If they come and back tell you that this really is a Grafana problem, by all
means come back with some details and someone may be able to help.
Hi Antony,
Thanks for your response.
We are able to access Grafana Dashboard with old release of Jitsi-Meet but with their latest version, we are getting port 8080 connection refused error though port is open in Firewall.
All I can say to that is that the current version of Jitsi-meet doesn’t appear
to listen on port 8080, therefore you cannot monitor it in the same way as the
old version.
I suggest asking for more assistance on the Jitsi list.
You cannot just tell telegraf to connect to any port number you like. That
would be like arbitrarily thinking up a telephone number and trying to contact
a friend by simply dialling it, without checking whether it is their number.

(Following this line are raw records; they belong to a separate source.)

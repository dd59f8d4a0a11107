//! Binds [`Task`]s to their [`Schedule`]s and drives the
//! contest → renew → execute → record → release lifecycle on every firing.
//!
//! Grounded on `kernel/scheduled_tasks.rs`'s `JobScheduler` wiring for the
//! timer side, and `JobWorker::execute_with_heartbeat`'s
//! spawn-a-parallel-renewal-task shape for the lock-renewal side.

use crate::error::ConfigError;
use crate::lock::DistributedLock;
use crate::records::{ExecutionRecord, ExecutionRecordStore, ExecutionStatus};
use crate::registry::{generate_instance_id, InstanceRegistry};
use crate::store::CoordinationStore;
use crate::task::{Schedule, Task, TaskContext};
use chrono::Utc;
use std::collections::HashMap;
use std::sync::atomic::{AtomicUsize, Ordering};
use std::sync::Arc;
use std::time::Duration;
use tokio::sync::Mutex as AsyncMutex;
use tokio_cron_scheduler::{Job, JobScheduler};
use tokio_util::sync::CancellationToken;
use tracing::{debug, info, warn};
use typed_builder::TypedBuilder;

#[derive(Debug, Clone, TypedBuilder)]
pub struct SchedulerConfig {
    #[builder(default = true)]
    pub enabled: bool,
    #[builder(default = Duration::from_secs(30))]
    pub lock_ttl: Duration,
    #[builder(default = Duration::from_secs(10))]
    pub heartbeat_interval: Duration,
    #[builder(default = Duration::from_secs(60))]
    pub cleanup_interval: Duration,
    #[builder(default = Duration::from_secs(60))]
    pub drain_timeout: Duration,
    #[builder(default = env!("CARGO_PKG_VERSION").to_string())]
    pub version: String,
}

impl Default for SchedulerConfig {
    fn default() -> Self {
        Self::builder().build()
    }
}

impl From<&crate::config::Config> for SchedulerConfig {
    fn from(config: &crate::config::Config) -> Self {
        Self {
            enabled: config.enabled,
            lock_ttl: config.lock_ttl,
            heartbeat_interval: config.heartbeat_interval,
            cleanup_interval: config.cleanup_interval,
            drain_timeout: config.drain_timeout,
            version: config.version.clone(),
        }
    }
}

pub(crate) struct Binding<S> {
    pub(crate) task: Task<S>,
    pub(crate) schedule: Schedule,
}

/// The scheduler/worker: one per process, parameterized over the ambient
/// services type `S` every task's run function receives.
pub struct Scheduler<S> {
    pub(crate) store: Arc<dyn CoordinationStore>,
    pub(crate) lock: Arc<DistributedLock>,
    pub(crate) records: Arc<ExecutionRecordStore>,
    pub(crate) registry: Arc<InstanceRegistry>,
    services: Arc<S>,
    pub(crate) config: SchedulerConfig,
    pub(crate) bindings: HashMap<String, Binding<S>>,
    overlap_guards: HashMap<String, Arc<AsyncMutex<()>>>,
    cron: Option<JobScheduler>,
    shutdown: CancellationToken,
    heartbeat_handle: Option<tokio::task::JoinHandle<()>>,
    sweeper_handle: Option<tokio::task::JoinHandle<()>>,
    in_flight: Arc<AtomicUsize>,
}
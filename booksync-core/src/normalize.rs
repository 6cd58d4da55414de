//! Normalization of raw booking details into the snapshot shape.

use std::collections::HashMap;

use once_cell::sync::Lazy;
use regex::Regex;
use serde::{Deserialize, Serialize};

use crate::booking::{BookingDetail, Host, Invitee};

/// Patient fields resolved from the invitee's question answers.
#[derive(Debug, Clone, Default, PartialEq, Serialize, Deserialize)]
pub struct PatientRecord {
    pub full_name: String,
    pub email: Option<String>,
    pub phone: Option<String>,
    pub date_of_birth: Option<String>,
    pub gender: Option<String>,
    pub height: Option<String>,
    pub weight: Option<String>,
}

/// Canonical output shape for one booking.
///
/// At most one of `store_name`/`booking_url` is present: a URL matching a
/// known host pattern is replaced by the derived store name, otherwise the
/// raw URL is kept. A raw detail carrying no booking URL at all yields
/// neither field.
#[derive(Debug, Clone, PartialEq, Serialize, Deserialize)]
pub struct NormalizedBooking {
    pub booking_id: String,
    pub status: String,
    pub start_at: Option<String>,
    pub end_at: Option<String>,
    #[serde(default, skip_serializing_if = "Option::is_none")]
    pub store_name: Option<String>,
    #[serde(default, skip_serializing_if = "Option::is_none")]
    pub booking_url: Option<String>,
    #[serde(default)]
    pub host: Host,
    #[serde(default)]
    pub patient: PatientRecord,
}

/// Ordered URL patterns for deriving a store name from a booking URL.
/// Each known host carries its own trailing-segment convention to strip.
static STORE_URL_PATTERNS: Lazy<Vec<Regex>> = Lazy::new(|| {
    vec![
        // section21: store slug followed by "-dr-<doctor>-<appointment type>"
        Regex::new(r"^https?://section21\.dayschedule\.com/(?P<slug>.+?)-dr-.+$")
            .expect("invalid store URL pattern"),
        // section21bookings: store slug followed by "-dr-<appointment type>(-<n>)"
        Regex::new(r"^https?://section21bookings\.dayschedule\.com/(?P<slug>.+?)-dr(?:-.+)?$")
            .expect("invalid store URL pattern"),
    ]
});

/// Derive a human-readable store name from a booking URL.
///
/// The first matching pattern wins; its captured slug has hyphens replaced
/// with spaces and each word title-cased. Returns `None` when the URL matches
/// no known host convention.
pub fn extract_store_name(url: &str) -> Option<String> {
    STORE_URL_PATTERNS.iter().find_map(|pattern| {
        pattern
            .captures(url)
            .and_then(|caps| caps.name("slug"))
            .map(|slug| title_case(slug.as_str()))
    })
}

fn title_case(slug: &str) -> String {
    slug.split('-')
        .filter(|word| !word.is_empty())
        .map(|word| {
            let mut chars = word.chars();
            match chars.next() {
                Some(first) => first.to_uppercase().collect::<String>() + chars.as_str(),
                None => String::new(),
            }
        })
        .collect::<Vec<_>>()
        .join(" ")
}

/// Build the canonical output record for one raw booking detail.
///
/// Pure: no side effects, no network access. Uses the first invitee; if none
/// is present, all invitee-derived fields are empty.
pub fn normalize(raw: &BookingDetail) -> NormalizedBooking {
    let invitee = raw.invitees.first().cloned().unwrap_or_default();
    let patient = build_patient(&invitee);

    let store_name = raw.booking_url.as_deref().and_then(extract_store_name);
    let booking_url = if store_name.is_some() {
        None
    } else {
        raw.booking_url.clone()
    };

    NormalizedBooking {
        booking_id: raw.booking_id.clone(),
        status: raw.status.clone(),
        start_at: raw.start_at.clone(),
        end_at: raw.end_at.clone(),
        store_name,
        booking_url,
        host: raw.host.clone(),
        patient,
    }
}

fn build_patient(invitee: &Invitee) -> PatientRecord {
    // Last occurrence wins when the API repeats a question label.
    let mut questions: HashMap<&str, &str> = HashMap::new();
    for question in &invitee.questions {
        if let Some(value) = question.value.as_deref() {
            questions.insert(question.label.as_str(), value);
        }
    }

    let full_name = format!(
        "{} {}",
        questions.get("Name").copied().unwrap_or(""),
        questions.get("Surname").copied().unwrap_or("")
    )
    .trim()
    .to_string();

    let answer = |label: &str| questions.get(label).map(|value| value.to_string());

    PatientRecord {
        full_name,
        email: answer("Your email address").or_else(|| invitee.email.clone()),
        phone: answer("Mobile number").or_else(|| invitee.phone.clone()),
        date_of_birth: answer("Date of Birth"),
        gender: answer("Gender"),
        height: answer("Height"),
        weight: answer("Weight"),
    }
}

#[cfg(test)]
mod tests {
    use super::*;
    use crate::booking::Question;

    fn question(label: &str, value: &str) -> Question {
        Question {
            label: label.to_string(),
            value: Some(value.to_string()),
        }
    }

    fn detail_with_url(url: &str) -> BookingDetail {
        BookingDetail {
            booking_id: "b-1".to_string(),
            status: "confirmed".to_string(),
            booking_url: Some(url.to_string()),
            ..Default::default()
        }
    }

    #[test]
    fn test_store_name_from_primary_host() {
        let name =
            extract_store_name("https://section21.dayschedule.com/acme-clinic-dr-m-tupy-consultation");
        assert_eq!(name.as_deref(), Some("Acme Clinic"));
    }

    #[test]
    fn test_store_name_from_bookings_host() {
        let name = extract_store_name(
            "https://section21bookings.dayschedule.com/acme-clinic-dr-consultation-1",
        );
        assert_eq!(name.as_deref(), Some("Acme Clinic"));
    }

    #[test]
    fn test_store_name_unknown_host() {
        assert_eq!(
            extract_store_name("https://example.com/acme-clinic-dr-consultation"),
            None
        );
    }

    #[test]
    fn test_normalize_replaces_matched_url_with_store_name() {
        let raw = detail_with_url("https://section21.dayschedule.com/acme-clinic-dr-m-tupy-consultation");
        let normalized = normalize(&raw);

        assert_eq!(normalized.store_name.as_deref(), Some("Acme Clinic"));
        assert_eq!(normalized.booking_url, None);
    }

    #[test]
    fn test_normalize_keeps_unmatched_url_verbatim() {
        let raw = detail_with_url("https://example.com/some-other-page");
        let normalized = normalize(&raw);

        assert_eq!(normalized.store_name, None);
        assert_eq!(
            normalized.booking_url.as_deref(),
            Some("https://example.com/some-other-page")
        );
    }

    #[test]
    fn test_missing_booking_url_leaves_both_fields_absent() {
        let raw = BookingDetail {
            booking_id: "b-3".to_string(),
            status: "confirmed".to_string(),
            ..Default::default()
        };

        let normalized = normalize(&raw);
        assert_eq!(normalized.store_name, None);
        assert_eq!(normalized.booking_url, None);
    }

    #[test]
    fn test_full_name_joins_and_trims() {
        let invitee = Invitee {
            questions: vec![question("Name", "Jane"), question("Surname", "Doe")],
            ..Default::default()
        };
        assert_eq!(build_patient(&invitee).full_name, "Jane Doe");

        let only_name = Invitee {
            questions: vec![question("Name", "Jane")],
            ..Default::default()
        };
        assert_eq!(build_patient(&only_name).full_name, "Jane");

        assert_eq!(build_patient(&Invitee::default()).full_name, "");
    }

    #[test]
    fn test_email_and_phone_prefer_questions_over_invitee_fields() {
        let invitee = Invitee {
            email: Some("fallback@example.com".to_string()),
            phone: Some("000".to_string()),
            questions: vec![
                question("Your email address", "answered@example.com"),
                question("Mobile number", "12345"),
            ],
        };

        let patient = build_patient(&invitee);
        assert_eq!(patient.email.as_deref(), Some("answered@example.com"));
        assert_eq!(patient.phone.as_deref(), Some("12345"));
    }

    #[test]
    fn test_email_and_phone_fall_back_to_invitee_fields() {
        let invitee = Invitee {
            email: Some("fallback@example.com".to_string()),
            phone: Some("000".to_string()),
            questions: vec![],
        };

        let patient = build_patient(&invitee);
        assert_eq!(patient.email.as_deref(), Some("fallback@example.com"));
        assert_eq!(patient.phone.as_deref(), Some("000"));
    }

    // Documents current behavior: repeated labels silently overwrite in
    // traversal order. If the API ever emits duplicates meaningfully, this
    // truncates data.
    #[test]
    fn test_duplicate_question_labels_last_wins() {
        let invitee = Invitee {
            questions: vec![question("Gender", "first"), question("Gender", "second")],
            ..Default::default()
        };
        assert_eq!(build_patient(&invitee).gender.as_deref(), Some("second"));
    }

    #[test]
    fn test_no_invitees_gives_empty_patient() {
        let raw = BookingDetail {
            booking_id: "b-2".to_string(),
            status: "pending".to_string(),
            ..Default::default()
        };

        let normalized = normalize(&raw);
        assert_eq!(normalized.patient, PatientRecord::default());
    }
}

You have to tell telegraf to connect to the port number which Jitsi is
listening on, and from the netstat output you posted yesterday, Jitsi is not
listening on any ports at all - if it were, the name “jitsi” or similar would
have appeared in the final column of the netstat output.
I did ask a question about this, and it would be helpful if you gave the
answer - did you run that netstat command on the machine you believe Jitsi is
running on?
If not, please do so.
If you did, can you see Jitsi running in the output of “ps ax” or similar?